At the beginning of the year we had an IoT hackathon at PwC. All we had to do was to invent a great use case for IoT and once we got through the selection process we got the IoT devices (the same you can buy for Trailhead). Then the real fun begin, my first time when I can really put my hands on this thing and not just watch the presentation.

What did I learn and how it went?

I chose a pretty simple scenario, which I extended with Sigfox device, to have more fun. I used the “Trailhead” device to monitor temperature and speed and use the clicker from Sigfox to notify me about clicks (and it can send GPS location as well, when you buy the right version!)

The Trailhead device was easy to setup, I was surprised that the programming is done by flashing light from your mobile phone on the device.
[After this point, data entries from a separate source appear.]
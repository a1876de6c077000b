//! Board synchronization tests
//!
//! Drive reaction events through the sync service against the in-memory
//! chat platform and check the board, the stored state and the stats.

use integration_tests::{
    added, cleared, image, member, message, open_store, removed, unique_id, Call, Harness,
    BOARD_CHANNEL_ID, SOURCE_CHANNEL_ID,
};
use kekboard_core::{BoardAction, MessageBoardState};
use kekboard_store::BoardStateStore;

// ============================================================================
// Threshold lifecycle
// ============================================================================

#[tokio::test]
async fn test_kek_lifecycle() -> anyhow::Result<()> {
    let h = Harness::new()?;
    let id = h.post(40, "alice", 2);

    // Below threshold
    assert_eq!(h.react(&added(id)).await?, BoardAction::NoAction);
    assert!(h.state(id).is_none());
    assert!(h.chat.posted(BOARD_CHANNEL_ID).is_empty());

    // Reaches threshold
    h.chat.set_reactions(id, &[("kek", 3)]);
    assert_eq!(h.react(&added(id)).await?, BoardAction::Publish);

    let state = h.state(id).expect("tracked after publish");
    assert_eq!(state.reaction_count, 3);
    assert_eq!(state.author_id.get(), 40);
    assert!(state.is_published());

    let posted = h.chat.posted(BOARD_CHANNEL_ID);
    assert_eq!(posted.len(), 1);
    assert_eq!(Some(posted[0].0), state.board_message_id);
    assert_eq!(posted[0].1.content, "<:kek:77> | 3");

    let stats = h.stats().await?;
    assert_eq!(stats.len(), 1);
    assert_eq!(stats[0].username, "alice");
    assert_eq!(stats[0].count, 3);

    // Falls back below threshold
    h.chat.set_reactions(id, &[("kek", 2)]);
    assert_eq!(h.react(&removed(id)).await?, BoardAction::Retract);
    assert!(h.state(id).is_none());
    assert!(h.chat.posted(BOARD_CHANNEL_ID).is_empty());
    assert!(h.stats().await?.is_empty());

    Ok(())
}

#[tokio::test]
async fn test_count_change_edits_copy_in_place() -> anyhow::Result<()> {
    let h = Harness::new()?;
    let id = h.post(41, "bob", 3);

    h.react(&added(id)).await?;
    let published = h.state(id).expect("tracked");

    h.chat.set_reactions(id, &[("kek", 5)]);
    assert_eq!(h.react(&added(id)).await?, BoardAction::Update);

    let updated = h.state(id).expect("still tracked");
    assert_eq!(updated.reaction_count, 5);
    assert_eq!(updated.board_message_id, published.board_message_id);

    let copy = h
        .chat
        .posted_message(BOARD_CHANNEL_ID, updated.board_message_id.expect("published"))
        .expect("copy exists");
    assert_eq!(copy.content, "<:kek:77> | 5");
    assert_eq!(h.chat.send_count(), 1);

    Ok(())
}

#[tokio::test]
async fn test_repeated_event_is_idempotent() -> anyhow::Result<()> {
    let h = Harness::new()?;
    let id = h.post(42, "carol", 4);

    assert_eq!(h.react(&added(id)).await?, BoardAction::Publish);
    assert_eq!(h.react(&added(id)).await?, BoardAction::NoAction);
    assert_eq!(h.react(&removed(id)).await?, BoardAction::NoAction);

    assert_eq!(h.chat.send_count(), 1);
    assert_eq!(h.chat.calls().len(), 1);
    assert_eq!(h.state(id).map(|s| s.reaction_count), Some(4));

    Ok(())
}

#[tokio::test]
async fn test_clearing_reactions_retracts() -> anyhow::Result<()> {
    let h = Harness::new()?;
    let id = h.post(43, "dave", 3);
    h.react(&added(id)).await?;

    h.chat.set_reactions(id, &[]);
    assert_eq!(h.react(&cleared(id)).await?, BoardAction::Retract);
    assert!(h.state(id).is_none());

    Ok(())
}

#[tokio::test]
async fn test_matching_reactions_are_summed() -> anyhow::Result<()> {
    let h = Harness::new()?;
    let id = unique_id();
    h.chat.add_member(member(44, "erin"));
    h.chat.add_message(
        message(id, 44, "two keks")
            .with_reaction("KEKW", 2)
            .with_reaction("kekHeim", 1)
            .with_reaction("thumbsup", 9),
    );

    assert_eq!(h.react(&added(id)).await?, BoardAction::Publish);
    assert_eq!(h.state(id).map(|s| s.reaction_count), Some(3));

    Ok(())
}

#[tokio::test]
async fn test_events_converge_on_live_count() -> anyhow::Result<()> {
    let h = Harness::new()?;
    let id = h.post(45, "frank", 0);

    // Delivery order does not matter, only the count at handling time
    for (count, event) in [(1, added(id)), (4, removed(id)), (3, added(id)), (6, added(id))] {
        h.chat.set_reactions(id, &[("kek", count)]);
        h.react(&event).await?;
    }

    let state = h.state(id).expect("tracked");
    assert_eq!(state.reaction_count, 6);
    assert_eq!(h.chat.posted(BOARD_CHANNEL_ID).len(), 1);

    Ok(())
}

// ============================================================================
// Rendering
// ============================================================================

#[tokio::test]
async fn test_copy_links_source_and_images() -> anyhow::Result<()> {
    let h = Harness::new()?;
    let id = unique_id();
    h.chat.add_member(member(46, "grace"));
    h.chat.add_message(
        message(id, 46, "look at this")
            .with_reaction("kek", 3)
            .with_attachment(image("a.png"))
            .with_attachment(image("b.png")),
    );

    h.react(&added(id)).await?;

    let posted = h.chat.posted(BOARD_CHANNEL_ID);
    let copy = &posted[0].1;
    assert_eq!(copy.embeds.len(), 2);

    let first = &copy.embeds[0];
    assert_eq!(first.description.as_deref(), Some("look at this"));
    assert_eq!(first.author.as_ref().map(|a| a.name.as_str()), Some("grace"));
    assert!(first.fields.iter().any(|f| f.value.contains(&format!(
        "https://discord.com/channels/1/{}/{}",
        SOURCE_CHANNEL_ID, id
    ))));
    assert_eq!(
        first.image_url.as_deref(),
        Some("https://cdn.example/files/a.png")
    );
    assert_eq!(
        copy.embeds[1].image_url.as_deref(),
        Some("https://cdn.example/files/b.png")
    );

    Ok(())
}

// ============================================================================
// Platform drift and failures
// ============================================================================

#[tokio::test]
async fn test_missing_copy_is_republished_on_update() -> anyhow::Result<()> {
    let h = Harness::new()?;
    let id = h.post(47, "heidi", 3);
    h.react(&added(id)).await?;

    let old = h.state(id).and_then(|s| s.board_message_id).expect("published");
    assert!(h.chat.delete_posted(BOARD_CHANNEL_ID, old));

    h.chat.set_reactions(id, &[("kek", 4)]);
    assert_eq!(h.react(&added(id)).await?, BoardAction::Update);

    let state = h.state(id).expect("tracked");
    let new = state.board_message_id.expect("republished");
    assert_ne!(new, old);
    assert_eq!(state.reaction_count, 4);
    assert!(h.chat.posted_message(BOARD_CHANNEL_ID, new).is_some());

    Ok(())
}

#[tokio::test]
async fn test_retract_tolerates_deleted_copy() -> anyhow::Result<()> {
    let h = Harness::new()?;
    let id = h.post(48, "ivan", 3);
    h.react(&added(id)).await?;

    let copy = h.state(id).and_then(|s| s.board_message_id).expect("published");
    h.chat.delete_posted(BOARD_CHANNEL_ID, copy);

    h.chat.set_reactions(id, &[("kek", 1)]);
    assert_eq!(h.react(&removed(id)).await?, BoardAction::Retract);
    assert!(h.state(id).is_none());

    Ok(())
}

#[tokio::test]
async fn test_transport_failure_leaves_state_untouched() -> anyhow::Result<()> {
    let h = Harness::new()?;
    let id = h.post(49, "judy", 3);

    h.chat.set_transport_down(true);
    assert!(h.react(&added(id)).await.is_err());
    assert!(h.state(id).is_none());

    // Next event retries against the same live count
    h.chat.set_transport_down(false);
    assert_eq!(h.react(&added(id)).await?, BoardAction::Publish);
    assert!(h.state(id).is_some());

    h.chat.set_transport_down(true);
    h.chat.set_reactions(id, &[("kek", 9)]);
    assert!(h.react(&added(id)).await.is_err());
    assert_eq!(h.state(id).map(|s| s.reaction_count), Some(3));

    Ok(())
}

#[tokio::test]
async fn test_deleted_source_message_is_not_found() -> anyhow::Result<()> {
    let h = Harness::new()?;
    let id = h.post(50, "mallory", 3);
    h.chat.remove_message(SOURCE_CHANNEL_ID, id);

    let err = h.react(&added(id)).await.expect_err("message is gone");
    assert!(err.is_not_found());
    assert!(h.chat.calls().is_empty());

    Ok(())
}

#[tokio::test]
async fn test_unknown_author_is_not_published() -> anyhow::Result<()> {
    let h = Harness::new()?;
    let id = h.post(51, "niaj", 3);
    h.chat.remove_member(51);

    let err = h.react(&added(id)).await.expect_err("author is gone");
    assert!(err.is_not_found());
    assert!(h.state(id).is_none());
    assert!(h.chat.posted(BOARD_CHANNEL_ID).is_empty());

    Ok(())
}

#[tokio::test]
async fn test_corrupt_state_is_treated_as_untracked() -> anyhow::Result<()> {
    let h = Harness::new()?;
    let id = h.post(52, "olivia", 3);

    h.ctx
        .kv()
        .set_raw(&BoardStateStore::key(SOURCE_CHANNEL_ID, id), b"{not json")?;

    assert_eq!(h.react(&added(id)).await?, BoardAction::Publish);
    let state = h.state(id).expect("overwritten with a valid record");
    assert_eq!(state.reaction_count, 3);

    Ok(())
}

// ============================================================================
// Durability
// ============================================================================

#[tokio::test]
async fn test_state_survives_restart() -> anyhow::Result<()> {
    let dir = tempfile::tempdir()?;

    let (id, chat, published): (_, _, MessageBoardState) = {
        let h = Harness::open(dir.path())?;
        let id = h.post(53, "peggy", 3);
        h.react(&added(id)).await?;
        h.ctx.kv().flush().await?;
        let state = h.state(id).expect("tracked");
        (id, h.chat.clone(), state)
    };

    let h = Harness::with_chat(open_store(dir.path())?, chat);

    assert_eq!(h.state(id), Some(published));

    // Same live count after restart does not post a second copy
    assert_eq!(h.react(&added(id)).await?, BoardAction::NoAction);
    assert_eq!(
        h.chat
            .calls()
            .iter()
            .filter(|c| matches!(c, Call::Send { .. }))
            .count(),
        1
    );

    Ok(())
}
Pretty cool to watch. The hardest part was to link it to our corporate network, but that’s totally different story.

I struggled a bit to find a code to track movement, but with the help of my colleagues I got that as well.

Bigger fun was with the Sigfox device. That’s pretty cool thing, which can survive months on one battery, has limited amount of information it send and due to this fact it compress them in some way.

Node-RED

The first problem was how to authenticate it against Salesforce, as it just support basic authentication, which Salesforce consider not safe enough and doesn’t support. Luckily, there is something called Node-RED, which you install on your own server, connect the device to it and it can process all incoming messages, can do a great thing with them and then send them to another system. Or you don’t even need the another system, which is quite sad for Salesforce.
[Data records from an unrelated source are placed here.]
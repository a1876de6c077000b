//! Discord REST client behind the chat capability interface.
//!
//! HTTP 404 responses become `ChatError::NotFound`; every other failure is
//! reported as `ChatError::Transport`.

use std::fmt;
use std::sync::Arc;

use async_trait::async_trait;
use kekboard_core::{
    ChatClient, ChatError, ChatResult, Member, RenderedEmbed, RenderedMessage, Snowflake,
    SourceMessage,
};
use serenity::builder::{CreateEmbed, CreateEmbedAuthor, CreateMessage, EditMessage};
use serenity::http::Http;
use serenity::model::id::{ChannelId, GuildId, MessageId, UserId};

use super::convert::{member_from, snowflake, source_message_from};

/// Chat client backed by serenity's HTTP client
#[derive(Clone)]
pub struct DiscordChatClient {
    http: Arc<Http>,
}

impl DiscordChatClient {
    /// Create a client sharing an existing HTTP handle
    pub fn new(http: Arc<Http>) -> Self {
        Self { http }
    }

    /// Create a client for a bot token
    pub fn from_token(token: &str) -> Self {
        Self::new(Arc::new(Http::new(token)))
    }
}

impl fmt::Debug for DiscordChatClient {
    fn fmt(&self, f: &mut fmt::Formatter<'_>) -> fmt::Result {
        f.debug_struct("DiscordChatClient").finish_non_exhaustive()
    }
}

fn map_error(what: impl fmt::Display, err: serenity::Error) -> ChatError {
    if let serenity::Error::Http(http_err) = &err {
        if http_err.status_code().is_some_and(|status| status.as_u16() == 404) {
            return ChatError::not_found(what.to_string());
        }
    }
    ChatError::transport(format!("{what}: {err}"))
}

fn embed(rendered: &RenderedEmbed) -> CreateEmbed {
    let mut embed = CreateEmbed::new();

    if let Some(url) = &rendered.url {
        embed = embed.url(url);
    }
    if let Some(author) = &rendered.author {
        let mut line = CreateEmbedAuthor::new(&author.name);
        if let Some(icon) = &author.icon_url {
            line = line.icon_url(icon);
        }
        embed = embed.author(line);
    }
    if let Some(description) = &rendered.description {
        embed = embed.description(description);
    }
    for field in &rendered.fields {
        embed = embed.field(&field.name, &field.value, false);
    }
    if let Some(image) = &rendered.image_url {
        embed = embed.image(image);
    }

    embed
}

fn embeds(message: &RenderedMessage) -> Vec<CreateEmbed> {
    message.embeds.iter().map(embed).collect()
}

#[async_trait]
impl ChatClient for DiscordChatClient {
    async fn fetch_message(&self, channel_id: Snowflake, message_id: Snowflake) -> ChatResult<SourceMessage> {
        let message = self
            .http
            .get_message(ChannelId::new(channel_id.get()), MessageId::new(message_id.get()))
            .await
            .map_err(|e| map_error(format_args!("message {channel_id}/{message_id}"), e))?;

        Ok(source_message_from(&message))
    }

    async fn fetch_member(&self, guild_id: Snowflake, user_id: Snowflake) -> ChatResult<Member> {
        let member = self
            .http
            .get_member(GuildId::new(guild_id.get()), UserId::new(user_id.get()))
            .await
            .map_err(|e| map_error(format_args!("member {guild_id}/{user_id}"), e))?;

        Ok(member_from(&member))
    }

    async fn send_message(&self, channel_id: Snowflake, message: &RenderedMessage) -> ChatResult<Snowflake> {
        let builder = CreateMessage::new()
            .content(&message.content)
            .embeds(embeds(message));

        let sent = ChannelId::new(channel_id.get())
            .send_message(&self.http, builder)
            .await
            .map_err(|e| map_error(format_args!("channel {channel_id}"), e))?;

        Ok(snowflake(sent.id))
    }

    async fn edit_message(
        &self,
        channel_id: Snowflake,
        message_id: Snowflake,
        message: &RenderedMessage,
    ) -> ChatResult<()> {
        let builder = EditMessage::new()
            .content(&message.content)
            .embeds(embeds(message));

        ChannelId::new(channel_id.get())
            .edit_message(&self.http, MessageId::new(message_id.get()), builder)
            .await
            .map_err(|e| map_error(format_args!("message {channel_id}/{message_id}"), e))?;

        Ok(())
    }

    async fn delete_message(&self, channel_id: Snowflake, message_id: Snowflake) -> ChatResult<()> {
        ChannelId::new(channel_id.get())
            .delete_message(&self.http, MessageId::new(message_id.get()))
            .await
            .map_err(|e| map_error(format_args!("message {channel_id}/{message_id}"), e))
    }
}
With first problem solved, I had to solve the second problem – I needed to decode the info I got from the device. Again, I had two ways how to do it – create an APEX trigger in Salesforce, or use Node-RED to do the decoding and send only the final data to Salesforce. Obviously, that was the solution for me. If I have to have this middleman in place, it probably makes sense to use it to do some heavy lifting so I don’t have to do it in Salesforce.

And with that came the final part – how to work with all that info in Salesforce. What we usually see is the “player”, which shows how nicely the devices send info and how it change statuses. The interface for defining these things is not that cool, but after a while you will get used to it. It looks like some Excel with columns, where you write if this then that and set this, but you need to get used to it.

The temperature was easy to handle – it sends info every few seconds, so IoT cloud just take the event and process it. The tricky part was with the button, which sends info only when you press it. However, it would be cool to reset its status after a while but I never figured out how to do it without the event. Probably need to write a trigger which will create another event after a while to reset it, but that just does not sound as the way to go.

Real world?

It was great to put my hands on IoT for the first time and not just see the presentations. I was surprised how many different devices there are and how many different brands. I can monitor probably anything nowadays; you just need to find the right device. I have been surprised how limited the capabilities in Salesforce are unless you decide to custom code everything – which is at the end quite obvious.

Now I need to find some real world use case, where I can play with it more and deliver some really cool thing. The maintenance planner for lifts sounds like one great example and you can probably invent many more.